Tino Sehgal and actors in fron of the Tate Modern. CC.

The recitation is one unit of a choreography that consists of several such scenes and which will repeat in turns throughout the day. Running around in clusters without touching each other or the museum visitors is another one. Moving just ‘one step at a time’ is another regulated scenery – and you should indeed translate every move into words and take it literally as a metaphor. Movement, the body, awareness, contemplation and spirituality – ‘these associations’ were mine concerning these choreographies.

And then there is the most intriguing part of the whole work: the talks. Every now and then, an interpreter will step up to you and begin to tell you a story – a (seemingly) very personal story. One man tells me about his life-threatening illness at the age of 12 and how it made him realize, he had rather not have one of his beloved be the one to fall ill. Another man tells about the difficulty of letting go in a relationship that had become stale. A woman describes to me how she experienced a new dimension of time in a car accident she once had.

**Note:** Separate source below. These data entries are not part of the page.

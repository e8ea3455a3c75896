//! Review inbox HTTP handlers.
//!
//! - GET /api/hotels/{id}/reviews - Filtered, paginated list
//! - GET /api/hotels/{id}/stats - Dashboard numbers
//! - GET /api/reviews/{id} - Review with answers
//! - PATCH /api/reviews/{id}/status - Mark new/read/archived
//! - DELETE /api/reviews/{id}

use crate::{
    error::AppError,
    middleware::auth::AuthContext,
    models::{
        pagination::Paginated,
        review::{Review, ReviewDetail, ReviewListQuery, UpdateReviewStatusRequest},
        stats::HotelStats,
    },
    services::review_service,
    state::AppState,
};
use axum::{
    Extension, Json,
    extract::{Path, Query, State},
    http::StatusCode,
};
use uuid::Uuid;

/// List reviews of a hotel, newest first.
///
/// # Query Parameters
///
/// - `status` - `new`, `read` or `archived`
/// - `form_id` - only reviews of this form
/// - `min_rating`, `max_rating` - inclusive rating bounds
/// - `from`, `to` - RFC 3339 timestamps bounding `created_at`
/// - `page`, `limit` - pagination
pub async fn list_reviews(
    State(state): State<AppState>,
    Extension(auth): Extension<AuthContext>,
    Path(hotel_id): Path<Uuid>,
    Query(query): Query<ReviewListQuery>,
) -> Result<Json<Paginated<Review>>, AppError> {
    auth.ensure_hotel_access(hotel_id)?;

    let reviews = review_service::list_reviews(&state.pool, hotel_id, &query).await?;
    Ok(Json(reviews))
}

pub async fn get_review(
    State(state): State<AppState>,
    Extension(auth): Extension<AuthContext>,
    Path(review_id): Path<Uuid>,
) -> Result<Json<ReviewDetail>, AppError> {
    let review = review_service::find_review(&state.pool, review_id).await?;
    auth.ensure_hotel_access(review.hotel_id)?;

    let detail = review_service::get_review_detail(&state.pool, review).await?;
    Ok(Json(detail))
}

pub async fn update_review_status(
    State(state): State<AppState>,
    Extension(auth): Extension<AuthContext>,
    Path(review_id): Path<Uuid>,
    Json(request): Json<UpdateReviewStatusRequest>,
) -> Result<Json<Review>, AppError> {
    let review = review_service::find_review(&state.pool, review_id).await?;
    auth.ensure_hotel_access(review.hotel_id)?;

    let review = review_service::set_review_status(&state.pool, review.id, request.status).await?;
    Ok(Json(review))
}

pub async fn delete_review(
    State(state): State<AppState>,
    Extension(auth): Extension<AuthContext>,
    Path(review_id): Path<Uuid>,
) -> Result<StatusCode, AppError> {
    let review = review_service::find_review(&state.pool, review_id).await?;
    auth.ensure_hotel_access(review.hotel_id)?;

    review_service::delete_review(&state.pool, review.id).await?;
    Ok(StatusCode::NO_CONTENT)
}

pub async fn hotel_stats(
    State(state): State<AppState>,
    Extension(auth): Extension<AuthContext>,
    Path(hotel_id): Path<Uuid>,
) -> Result<Json<HotelStats>, AppError> {
    auth.ensure_hotel_access(hotel_id)?;

    let stats = review_service::hotel_stats(&state.pool, hotel_id).await?;
    Ok(Json(stats))
}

These associations at the Turbine Hall. CC 2011.

The London-born Berlin-based artist Tino Sehgal uses humans as his medium/material, in flesh and bones, movement and voice. And instead of objects, he creates choreographies. In these “constructed situations”, as Sehgal refers to his works, one can sense the trained dancer and choreographer. Interaction between audience and these “interpreters”, as Sehgal calls his fleshly object-subjects of actors, dancers and laymen, are the content of his given form and you will have to fill it with meaning. The interpreters only give you hints and ideas to trigger your associations and contemplation.

These associations at the Turbine Hall. View from above. CC 2011.

You have to be in the moment to experience his art. Your experience – that is where it takes place. Your memory – that is where it survives and lives on. As in life, we enter only with our bodies and we will quit with the experience and memory we acquired. This change makes all the difference between the newborn and the old man – the pre-Sehgal and post-Sehgal visitor – and no techniques of documentation and no material possession are relevant in these two ultimate states of being. Sehgal’s work in form and content seems a reflection on exactly such existential notions of the fugitive, elapsing and the connection between man and nature.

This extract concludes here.